Desafios para reduzir os casos de assédio sexual
Enviada em 23/09/2019
O vírus
A Biologia define o vírus como ’’ um parasita intracelular que só consegue dispor de manifestações vitais no interior de uma célula hospedeira ‘’. Em vista disso, percebe-se que o assédio sexual tem se comportado como um autêntico vírus, que contamina e prejudica a vida de milhares de pessoas. Diante dessa perspectiva, cabe avaliar os fatores que favorecem essa problemática.
Nesse contexto, segundo o filósofo Frederick Angel, " O ser humano é influenciado pelo tempo e horizonte em que vive ‘’. Nesse âmbito, nota-se que os assediadores sexuais têm influenciado a sociedade de forma negativa.
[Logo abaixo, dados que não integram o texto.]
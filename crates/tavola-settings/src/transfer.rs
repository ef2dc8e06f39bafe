//! # File Transfer
//!
//! Where imported entities come from and where exported entities go.
//!
//! The controller only sees the [`ImportSource`] and [`ExportSink`] traits;
//! [`JsonFile`] is the implementation the CLI uses. Files hold a
//! pretty-printed JSON array of entities.

use std::future::Future;
use std::path::{Path, PathBuf};

use serde::de::DeserializeOwned;
use serde::Serialize;
use tracing::debug;

use crate::error::{SettingsError, SettingsResult};

/// Supplies entities parsed from an external file.
pub trait ImportSource<E>: Send + Sync {
    /// Reads and parses every entity.
    fn load(&self) -> impl Future<Output = SettingsResult<Vec<E>>> + Send;
}

/// Accepts entities for serialization to an external destination.
pub trait ExportSink<E>: Send + Sync {
    /// Writes `items`, replacing any previous contents.
    fn save(&self, items: &[E]) -> impl Future<Output = SettingsResult<()>> + Send;
}

/// Entities already in memory, e.g. handed over by a file picker.
impl<E: Clone + Send + Sync> ImportSource<E> for Vec<E> {
    async fn load(&self) -> SettingsResult<Vec<E>> {
        Ok(self.clone())
    }
}

// =============================================================================
// JSON File
// =============================================================================

/// A JSON file on the local file system.
///
/// ## Usage
/// ```rust,ignore
/// let file = JsonFile::new("charges.json");
/// controller.export_items(&file).await;
/// controller.import_from_source(&file).await;
/// ```
#[derive(Debug, Clone, PartialEq, Eq)]
pub struct JsonFile {
    path: PathBuf,
}

impl JsonFile {
    pub fn new(path: impl Into<PathBuf>) -> Self {
        JsonFile { path: path.into() }
    }

    pub fn path(&self) -> &Path {
        &self.path
    }
}

impl<E: DeserializeOwned + Send + Sync> ImportSource<E> for JsonFile {
    async fn load(&self) -> SettingsResult<Vec<E>> {
        let contents = tokio::fs::read_to_string(&self.path)
            .await
            .map_err(|e| SettingsError::ReadFailed {
                path: self.path.clone(),
                reason: e.to_string(),
            })?;

        // A file holding `null` is an empty import, not a failure
        let items: Option<Vec<E>> = serde_json::from_str(&contents)?;
        let items = items.unwrap_or_default();

        debug!(path = %self.path.display(), count = items.len(), "Parsed import file");
        Ok(items)
    }
}

impl<E: Serialize + Send + Sync> ExportSink<E> for JsonFile {
    async fn save(&self, items: &[E]) -> SettingsResult<()> {
        let write_failed = |e: std::io::Error| SettingsError::WriteFailed {
            path: self.path.clone(),
            reason: e.to_string(),
        };

        let contents = serde_json::to_string_pretty(items)?;

        if let Some(parent) = self.path.parent().filter(|p| !p.as_os_str().is_empty()) {
            tokio::fs::create_dir_all(parent).await.map_err(write_failed)?;
        }
        tokio::fs::write(&self.path, contents)
            .await
            .map_err(write_failed)?;

        debug!(path = %self.path.display(), count = items.len(), "Wrote export file");
        Ok(())
    }
}

#[cfg(test)]
mod tests {
    use super::*;
    use tavola_core::Charges;

    #[tokio::test]
    async fn test_export_then_import() {
        let dir = tempfile::tempdir().unwrap();
        let file = JsonFile::new(dir.path().join("out").join("charges.json"));

        let items = vec![Charges::new(1, "Packing", 2000), Charges::new(2, "Delivery", 4000)];
        file.save(&items).await.unwrap();

        let loaded: Vec<Charges> = file.load().await.unwrap();
        assert_eq!(loaded, items);
    }

    #[tokio::test]
    async fn test_missing_file_is_read_error() {
        let dir = tempfile::tempdir().unwrap();
        let file = JsonFile::new(dir.path().join("nope.json"));

        let result: SettingsResult<Vec<Charges>> = file.load().await;
        assert!(matches!(result, Err(SettingsError::ReadFailed { .. })));
    }

    #[tokio::test]
    async fn test_null_and_malformed_contents() {
        let dir = tempfile::tempdir().unwrap();
        let path = dir.path().join("charges.json");

        tokio::fs::write(&path, "null").await.unwrap();
        let loaded: Vec<Charges> = JsonFile::new(&path).load().await.unwrap();
        assert!(loaded.is_empty());

        tokio::fs::write(&path, "[{\"charges_id\": 1").await.unwrap();
        let result: SettingsResult<Vec<Charges>> = JsonFile::new(&path).load().await;
        assert!(matches!(result, Err(SettingsError::SerializationFailed(_))));
    }
}
impl Entity for Customer {
    type Id = i64;
    const KIND: &'static str = "Customer";

    fn entity_id(&self) -> i64 {
        self.customer_id
    }

    fn matches(&self, query: &str) -> bool {
        text_matches(
            query,
            &[
                &self.customer_name,
                &self.customer_phone,
                self.customer_email.as_deref().unwrap_or_default(),
                self.customer_address.as_deref().unwrap_or_default(),
            ],
        )
    }

    fn validate(&self) -> ValidationResult<()> {
        validation::validate_name("customer_name", &self.customer_name)?;
        validation::validate_phone("customer_phone", &self.customer_phone)?;
        if let Some(email) = self.customer_email.as_deref().filter(|e| !e.is_empty()) {
            validation::validate_email("customer_email", email)?;
        }
        Ok(())
    }
}

// =============================================================================
// Employee
// =============================================================================

/// How an employee's salary is computed.
#[derive(Debug, Clone, Copy, PartialEq, Eq, Default, Serialize, Deserialize, TS)]
#[cfg_attr(feature = "sqlx", derive(sqlx::Type))]
#[cfg_attr(feature = "sqlx", sqlx(rename_all = "lowercase"))]
#[ts(export)]
#[serde(rename_all = "snake_case")]
pub enum SalaryType {
    #[default]
    Monthly,
    Daily,
}

/// A restaurant employee.
#[derive(Debug, Clone, PartialEq, Serialize, Deserialize, TS)]
#[cfg_attr(feature = "sqlx", derive(sqlx::FromRow))]
#[ts(export)]
pub struct Employee {
    pub employee_id: i64,

    /// Short human-readable code printed on pay slips.
    pub employee_uid: String,

    pub employee_name: String,

    pub employee_phone: String,

    /// Salary in the smallest currency unit, per `employee_salary_type`.
    pub employee_salary: i64,

    pub employee_salary_type: SalaryType,

    pub employee_position: String,

    #[ts(as = "String")]
    pub employee_joined_date: NaiveDate,

    #[ts(as = "String")]
    pub created_at: DateTime<Utc>,

    #[ts(as = "Option<String>")]
    pub updated_at: Option<DateTime<Utc>>,
}

impl Employee {
    /// Creates a monthly-salaried employee who joined today.
    pub fn new(employee_id: i64, name: impl Into<String>, phone: impl Into<String>, salary: i64) -> Self {
        let now = Utc::now();
        Employee {
            employee_id,
            employee_uid: format!("EMP{employee_id:03}"),
            employee_name: name.into(),
            employee_phone: phone.into(),
            employee_salary: salary,
            employee_salary_type: SalaryType::Monthly,
            employee_position: String::new(),
            employee_joined_date: now.date_naive(),
            created_at: now,
            updated_at: None,
        }
    }
}

impl Entity for Employee {
    type Id = i64;
    const KIND: &'static str = "Employee";

    fn entity_id(&self) -> i64 {
        self.employee_id
    }

    fn matches(&self, query: &str) -> bool {
        text_matches(
            query,
            &[
                &self.employee_uid,
                &self.employee_name,
                &self.employee_phone,
                &self.employee_position,
            ],
        )
    }

    fn validate(&self) -> ValidationResult<()> {
        validation::validate_name("employee_name", &self.employee_name)?;
        validation::validate_phone("employee_phone", &self.employee_phone)?;
        validation::validate_positive("employee_salary", self.employee_salary)
    }
}

// =============================================================================
// Absent
// =============================================================================

/// One day an employee was absent.
#[derive(Debug, Clone, PartialEq, Serialize, Deserialize, TS)]
#[cfg_attr(feature = "sqlx", derive(sqlx::FromRow))]
#[ts(export)]
pub struct Absent {
    pub absent_id: i64,

    pub employee_id: i64,

    #[ts(as = "String")]
    pub absent_date: NaiveDate,

    pub absent_reason: String,

    #[ts(as = "String")]
    pub created_at: DateTime<Utc>,
}

impl Absent {
    /// Creates an absence record.
    pub fn new(absent_id: i64, employee_id: i64, date: NaiveDate, reason: impl Into<String>) -> Self {
        Absent {
            absent_id,
            employee_id,
            absent_date: date,
            absent_reason: reason.into(),
            created_at: Utc::now(),
        }
    }
}

impl Entity for Absent {
    type Id = i64;
    const KIND: &'static str = "Absent";

    /// Absences are selected per employee.
    fn entity_id(&self) -> i64 {
        self.employee_id
    }

    fn record_id(&self) -> i64 {
        self.absent_id
    }

    fn matches(&self, query: &str) -> bool {
        text_matches(
            query,
            &[&self.absent_reason, &self.absent_date.to_string()],
        )
    }
}

// =============================================================================
// Payment
// =============================================================================

/// Kind of salary payment.
#[derive(Debug, Clone, Copy, PartialEq, Eq, Default, Serialize, Deserialize, TS)]
#[cfg_attr(feature = "sqlx", derive(sqlx::Type))]
#[cfg_attr(feature = "sqlx", sqlx(rename_all = "lowercase"))]
#[ts(export)]
#[serde(rename_all = "snake_case")]
pub enum PaymentType {
    /// Regular salary payout.
    #[default]
    Paid,
    /// Advance against next salary.
    Advance,
    Bonus,
}

impl Display for PaymentType {
    fn fmt(&self, f: &mut std::fmt::Formatter<'_>) -> std::fmt::Result {
        match self {
            PaymentType::Paid => write!(f, "paid"),
            PaymentType::Advance => write!(f, "advance"),
            PaymentType::Bonus => write!(f, "bonus"),
        }
    }
}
A exemplo disso, conforme estudo realizado pelo Instituto " Pew Research Center “, nos Estados Unidos, 26% dos jovens de 18 a 24 anos sofreram perseguições por abusadores, e 25% já foram alvo de assédio sexual via internet. Logo, tal comportamento contribui com proliferação desse mal.
Outrossim, o assédio sexual infantil é um dos maiores desafios a serem enfrentados para reduzir essa problemática. Ademais, de acordo com uma pesquisa realizada pelo boletim epidemiológico do Ministério da Saúde, 83% dos casos de violência sexual contra crianças e adolescentes ocorre em casa. Dessa forma, faz-se urgente a formulação de uma ação para contestar essa conduta.
Portanto, medidas são cruciais para minimizar essa realidade. Em primeiro plano, o Ministério da Educação deve instituir, palestras ministradas por psicólogos nas escolas, voltada para as crianças com o objetivo de educá-los e conscientizá-los sobre o assunto desde cedo, para que compreendam a gravidade dos atos de assédio sexual. Em segundo plano, veículos midiáticos podem divulgar situações, de modo a conscientizar os dicadões e, ainda, instrui-los a buscar seus direitos, quando sentirem vítimas desse crime. Uma mudança necessária, posteriormente, é preciso início para combater esse vírus.